Declared Value
Declared value is the monetary worth a shipper assigns to a freight shipment on the bill of lading, which establishes the upper limit of carrier liability for loss or damage during transit. When a shipper declares value above the carrier standard released value, the carrier assumes greater liability in exchange for an additional charge, typically calculated as a percentage of the declared amount or a per-pound rate applied to the higher value.
Why it matters
Declared value is the mechanism that increases carrier liability above the default released value floor. Without declaring value, a shipper relying on carrier liability alone may recover only pennies on the dollar for a high-value loss. Declaring value is not insurance, it is a contractual increase in the carrier maximum payout per claim. The charge for declared value varies by carrier but typically ranges from $0.50 to $2.00 per $100 of declared value, which can be cost-effective for moderate-value freight but expensive for very high-value goods.
When to use it
Declare value on the BOL when the freight replacement cost exceeds what released value would cover and you want the carrier to bear the additional liability. This is common for electronics, machinery, finished consumer goods, and any freight where the per-pound value is high. Compare the cost of declared value against third-party cargo insurance rates, because all-risk cargo policies are often cheaper and provide broader coverage than carrier declared value, especially for high-value shipments.
How Warp thinks about it
Warp supports declared value on shipments where shippers need liability above the standard level. The per-pallet pricing model already reduces damage probability through fewer handling events, but for high-value freight, declared value provides an additional layer of financial protection. Shippers can specify declared value at booking through the Warp platform or API.
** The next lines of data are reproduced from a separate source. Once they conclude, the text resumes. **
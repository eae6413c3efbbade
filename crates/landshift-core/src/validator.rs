//! Held-out scoring of trained models.
use serde::Serialize;
use tracing::{info, warn};

use crate::features::FeatureMatrix;
use crate::legend::ClassId;
use crate::metrics::{boyce_index, roc_auc, roc_curve, BoyceBinning, BoycePoint, RocPoint};
use crate::trainer::TrainedModel;

/// Metrics of one class model. `None` marks an undefined metric and
/// serializes as `null`.
#[derive(Debug, Clone, PartialEq, Serialize)]
pub struct ValidationRecord {
    pub class: ClassId,
    pub roc_auc: Option<f64>,
    pub boyce_index: Option<f64>,
    pub n_test: usize,
    pub n_test_positive: usize,
    #[serde(skip_serializing_if = "Vec::is_empty")]
    pub roc_curve: Vec<RocPoint>,
    #[serde(skip_serializing_if = "Vec::is_empty")]
    pub boyce_curve: Vec<BoycePoint>,
}

/// Score `model` on its held-out partition.
///
/// Never fails: a degenerate test set yields undefined metrics.
pub fn validate(
    model: &TrainedModel,
    matrix: &FeatureMatrix,
    binning: BoyceBinning,
) -> ValidationRecord {
    let x: Vec<&[f32]> = model.test_rows.iter().map(|&i| matrix.features(i)).collect();
    match model.forest.try_predict_proba(&x) {
        Ok(scores) => score_predictions(model.class, &scores, &model.test_labels, binning),
        Err(e) => {
            warn!(class = model.class, "cannot score held-out rows: {e}");
            score_predictions(model.class, &[], &[], binning)
        }
    }
}

/// Metrics for predictions that are already computed.
pub fn score_predictions(
    class: ClassId,
    scores: &[f64],
    labels: &[bool],
    binning: BoyceBinning,
) -> ValidationRecord {
    let n_test_positive = labels.iter().filter(|&&l| l).count();
    let auc = roc_auc(scores, labels);
    let boyce = boyce_index(scores, labels, binning);

    if auc.is_none() || boyce.index.is_none() {
        warn!(
            class,
            n_test = labels.len(),
            n_test_positive,
            roc_auc_defined = auc.is_some(),
            boyce_defined = boyce.index.is_some(),
            "metric undefined on held-out set"
        );
    }
    info!(class, roc_auc = ?auc, boyce_index = ?boyce.index, "validation metrics");

    ValidationRecord {
        class,
        roc_auc: auc,
        boyce_index: boyce.index,
        n_test: labels.len(),
        n_test_positive,
        roc_curve: roc_curve(scores, labels).unwrap_or_default(),
        boyce_curve: boyce.curve,
    }
}

#[cfg(test)]
mod tests {
    use super::*;

    #[test]
    fn no_positives_gives_undefined_metrics() {
        let scores = [0.1, 0.4, 0.5, 0.9];
        let r = score_predictions(3, &scores, &[false; 4], BoyceBinning::Fixed { nclass: 10 });
        assert_eq!(r.roc_auc, None);
        assert_eq!(r.boyce_index, None);
        assert_eq!(r.n_test, 4);
        assert_eq!(r.n_test_positive, 0);

        let json = serde_json::to_value(&r).unwrap();
        assert!(json["roc_auc"].is_null());
        assert!(json["boyce_index"].is_null());
    }

    #[test]
    fn informative_scores_are_defined() {
        let scores: Vec<f64> = (0..50).map(|i| i as f64 / 50.0).collect();
        let labels: Vec<bool> = (0..50).map(|i| i >= 35).collect();
        let r = score_predictions(6, &scores, &labels, BoyceBinning::Fixed { nclass: 5 });
        assert_eq!(r.roc_auc, Some(1.0));
        assert!(r.boyce_index.unwrap() > 0.5);
        assert_eq!(r.n_test_positive, 15);
        assert!(!r.roc_curve.is_empty());
    }
}
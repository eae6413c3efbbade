//! Tracing subscriber setup: stderr always, plus an optional plain-text file.
use std::fs::OpenOptions;
use std::path::{Path, PathBuf};
use std::sync::Mutex;

use tracing_subscriber::{fmt, prelude::*, EnvFilter, Registry};

#[derive(Debug, thiserror::Error)]
pub enum LoggingError {
    #[error("invalid log filter `{filter}`: {source}")]
    Filter {
        filter: String,
        source: tracing_subscriber::filter::ParseError,
    },
    #[error("failed to open log file {path}: {source}")]
    OpenFile {
        path: PathBuf,
        source: std::io::Error,
    },
    #[error("failed to install global tracing subscriber: {0}")]
    SetGlobal(#[from] tracing::subscriber::SetGlobalDefaultError),
}

/// `RUST_LOG` wins over `level` when set.
fn build_env_filter(level: &str) -> Result<EnvFilter, LoggingError> {
    if let Ok(filter) = EnvFilter::try_from_default_env() {
        return Ok(filter);
    }
    EnvFilter::try_new(level).map_err(|source| LoggingError::Filter {
        filter: level.to_string(),
        source,
    })
}

pub fn init(level: &str, log_file: Option<&Path>) -> Result<(), LoggingError> {
    let env_filter = build_env_filter(level)?;
    let stderr_layer = fmt::layer().with_target(false).with_writer(std::io::stderr);

    let file_layer = match log_file {
        Some(path) => {
            let file = OpenOptions::new()
                .create(true)
                .append(true)
                .open(path)
                .map_err(|source| LoggingError::OpenFile {
                    path: path.to_path_buf(),
                    source,
                })?;
            Some(fmt::layer().with_ansi(false).with_writer(Mutex::new(file)))
        }
        None => None,
    };

    let subscriber = Registry::default()
        .with(env_filter)
        .with(stderr_layer)
        .with(file_layer);
    tracing::subscriber::set_global_default(subscriber)?;
    Ok(())
}

#[cfg(test)]
mod tests {
    use super::*;

    #[test]
    fn bad_level_is_reported() {
        if std::env::var_os("RUST_LOG").is_some() {
            return;
        }
        assert!(matches!(build_env_filter("landshift=loud"), Err(LoggingError::Filter { .. })));
        assert!(build_env_filter("landshift_core=debug").is_ok());
    }
}
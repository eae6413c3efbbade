//! Run orchestrator: legend → feature matrix → per-class train, validate,
//! project.
use std::time::Instant;

use serde::Serialize;
use tracing::{info, warn};

use crate::config::{ClassScope, PipelineConfig};
use crate::error::{ClassError, Result};
use crate::features::{FeatureInputs, FeatureMatrix, FeatureMatrixBuilder, FeatureSchema};
use crate::legend::{class_name, ClassId, LegendTable};
use crate::projector::{project, ProbabilitySurface};
use crate::trainer::{train_class, TrainedModel};
use crate::validator::{validate, ValidationRecord};

#[cfg(feature = "threading")]
use rayon::prelude::*;

// ── Results ───────────────────────────────────────────────────────────────────

/// What happened to one class in scope.
#[derive(Debug, Clone)]
pub enum ClassOutcome {
    Modeled {
        model: TrainedModel,
        record: ValidationRecord,
        surface: ProbabilitySurface,
    },
    Failed {
        reason: ClassError,
    },
}

#[derive(Debug, Clone)]
pub struct ClassResult {
    pub class: ClassId,
    pub outcome: ClassOutcome,
}

/// Shape of the shared dataset, for the run manifest.
#[derive(Debug, Clone, PartialEq, Serialize)]
pub struct MatrixSummary {
    pub n_valid: usize,
    pub n_sampled: usize,
    pub n_training: usize,
    pub schema: FeatureSchema,
}

/// Everything one run produced, in class-scope order.
#[derive(Debug, Clone)]
pub struct PipelineRun {
    pub scope: ClassScope,
    pub matrix: MatrixSummary,
    pub results: Vec<ClassResult>,
    pub elapsed_ms: u64,
}

impl PipelineRun {
    pub fn get(&self, class: ClassId) -> Option<&ClassOutcome> {
        self.results.iter().find(|r| r.class == class).map(|r| &r.outcome)
    }

    pub fn models(&self) -> impl Iterator<Item = &TrainedModel> + '_ {
        self.results.iter().filter_map(|r| match &r.outcome {
            ClassOutcome::Modeled { model, .. } => Some(model),
            ClassOutcome::Failed { .. } => None,
        })
    }

    pub fn surfaces(&self) -> impl Iterator<Item = &ProbabilitySurface> + '_ {
        self.results.iter().filter_map(|r| match &r.outcome {
            ClassOutcome::Modeled { surface, .. } => Some(surface),
            ClassOutcome::Failed { .. } => None,
        })
    }

    pub fn failures(&self) -> impl Iterator<Item = &ClassError> + '_ {
        self.results.iter().filter_map(|r| match &r.outcome {
            ClassOutcome::Failed { reason } => Some(reason),
            ClassOutcome::Modeled { .. } => None,
        })
    }

    /// One row per class in scope, failed classes included.
    pub fn validation_table(&self) -> ValidationTable {
        let rows = self
            .results
            .iter()
            .map(|r| {
                let mut row = ValidationRow {
                    class: r.class,
                    name: class_name(r.class).map(str::to_string),
                    status: RowStatus::Modeled,
                    roc_auc: None,
                    boyce_index: None,
                    n_test: 0,
                    n_test_positive: 0,
                    error: None,
                };
                match &r.outcome {
                    ClassOutcome::Modeled { record, .. } => {
                        row.roc_auc = record.roc_auc;
                        row.boyce_index = record.boyce_index;
                        row.n_test = record.n_test;
                        row.n_test_positive = record.n_test_positive;
                    }
                    ClassOutcome::Failed { reason } => {
                        row.status = RowStatus::Failed;
                        row.error = Some(reason.clone());
                    }
                }
                row
            })
            .collect();
        ValidationTable { rows }
    }
}

#[derive(Debug, Clone, Copy, PartialEq, Eq, Serialize)]
#[serde(rename_all = "snake_case")]
pub enum RowStatus {
    Modeled,
    Failed,
}

#[derive(Debug, Clone, PartialEq, Serialize)]
pub struct ValidationRow {
    pub class: ClassId,
    #[serde(skip_serializing_if = "Option::is_none")]
    pub name: Option<String>,
    pub status: RowStatus,
    pub roc_auc: Option<f64>,
    pub boyce_index: Option<f64>,
    pub n_test: usize,
    pub n_test_positive: usize,
    #[serde(skip_serializing_if = "Option::is_none")]
    pub error: Option<ClassError>,
}

/// The consolidated per-class metrics table.
#[derive(Debug, Clone, PartialEq, Serialize)]
#[serde(transparent)]
pub struct ValidationTable {
    pub rows: Vec<ValidationRow>,
}

impl ValidationTable {
    pub fn get(&self, class: ClassId) -> Option<&ValidationRow> {
        self.rows.iter().find(|r| r.class == class)
    }
}

// ── Orchestrator ──────────────────────────────────────────────────────────────

pub struct Pipeline {
    cfg: PipelineConfig,
}

impl Pipeline {
    /// Fails on invalid options before any data is read.
    pub fn new(cfg: PipelineConfig) -> Result<Self> {
        cfg.validate()?;
        Ok(Self { cfg })
    }

    pub fn config(&self) -> &PipelineConfig {
        &self.cfg
    }

    /// Run every stage. Legend and data errors abort; class errors are
    /// recorded in the result.
    pub fn run(&self, legend: &LegendTable, inputs: FeatureInputs<'_>) -> Result<PipelineRun> {
        let start = Instant::now();

        // ── 1. Legend + feature matrix ──────────────────────────────────────
        let matrix = self.build_matrix(legend, inputs)?;

        // ── 2. Per-class modeling ───────────────────────────────────────────
        let mut run = self.run_matrix(&matrix);
        run.elapsed_ms = start.elapsed().as_millis() as u64;
        info!(
            modeled = run.models().count(),
            failed = run.failures().count(),
            elapsed_ms = run.elapsed_ms,
            "run complete"
        );
        Ok(run)
    }

    /// Stage one alone: translate the class grids and assemble the valid-cell
    /// table with this run's sampling and focus settings.
    pub fn build_matrix(
        &self,
        legend: &LegendTable,
        inputs: FeatureInputs<'_>,
    ) -> Result<FeatureMatrix> {
        FeatureMatrixBuilder::from_config(legend, &self.cfg).build(inputs)
    }

    /// Model every class in scope on an already-built matrix. Sampling and
    /// focus filtering are whatever the matrix was built with.
    pub fn run_matrix(&self, matrix: &FeatureMatrix) -> PipelineRun {
        let start = Instant::now();
        let scope = self.cfg.class_scope();
        let classes = scope.classes();
        info!(scope = ?scope, "modeling {} class(es)", classes.len());

        #[cfg(feature = "threading")]
        let results: Vec<ClassResult> = classes.par_iter().map(|&c| self.run_class(matrix, c)).collect();
        #[cfg(not(feature = "threading"))]
        let results: Vec<ClassResult> = classes.iter().map(|&c| self.run_class(matrix, c)).collect();

        PipelineRun {
            scope,
            matrix: MatrixSummary {
                n_valid: matrix.n_valid(),
                n_sampled: matrix.n_sampled(),
                n_training: matrix.training_indices().len(),
                schema: matrix.schema().clone(),
            },
            results,
            elapsed_ms: start.elapsed().as_millis() as u64,
        }
    }

    fn run_class(&self, matrix: &FeatureMatrix, class: ClassId) -> ClassResult {
        let outcome = match train_class(matrix, class, &self.cfg) {
            Ok(model) => {
                let record = validate(&model, matrix, self.cfg.boyce_binning());
                let surface = project(&model, matrix);
                ClassOutcome::Modeled { model, record, surface }
            }
            Err(reason) => {
                warn!(class, "skipped: {reason}");
                ClassOutcome::Failed { reason }
            }
        };
        ClassResult { class, outcome }
    }
}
Frequently asked questions about declared value
What is declared value?
Declared value is the monetary worth a shipper assigns to a freight shipment on the bill of lading, which establishes the upper limit of carrier liability for loss or damage during transit. When a shipper declares value above the carrier standard released value, the carrier assumes greater liability in exchange for an additional charge, typically calculated as a percentage of the declared amount or a per-pound rate applied to the higher value.
Why does declared value matter in freight?
Declared value is the mechanism that increases carrier liability above the default released value floor. Without declaring value, a shipper relying on carrier liability alone may recover only pennies on the dollar for a high-value loss. Declaring value is not insurance, it is a contractual increase in the carrier maximum payout per claim. The charge for declared value varies by carrier but typically ranges from $0.50 to $2.00 per $100 of declared value, which can be cost-effective for moderate-value freight but expensive for very high-value goods.
When should you use declared value?
Declare value on the BOL when the freight replacement cost exceeds what released value would cover and you want the carrier to bear the additional liability. This is common for electronics, machinery, finished consumer goods, and any freight where the per-pound value is high. Compare the cost of declared value against third-party cargo insurance rates, because all-risk cargo policies are often cheaper and provide broader coverage than carrier declared value, especially for high-value shipments.
How does Warp handle declared value?
Warp supports declared value on shipments where shippers need liability above the standard level. The per-pallet pricing model already reduces damage probability through fewer handling events, but for high-value freight, declared value provides an additional layer of financial protection. Shippers can specify declared value at booking through the Warp platform or API.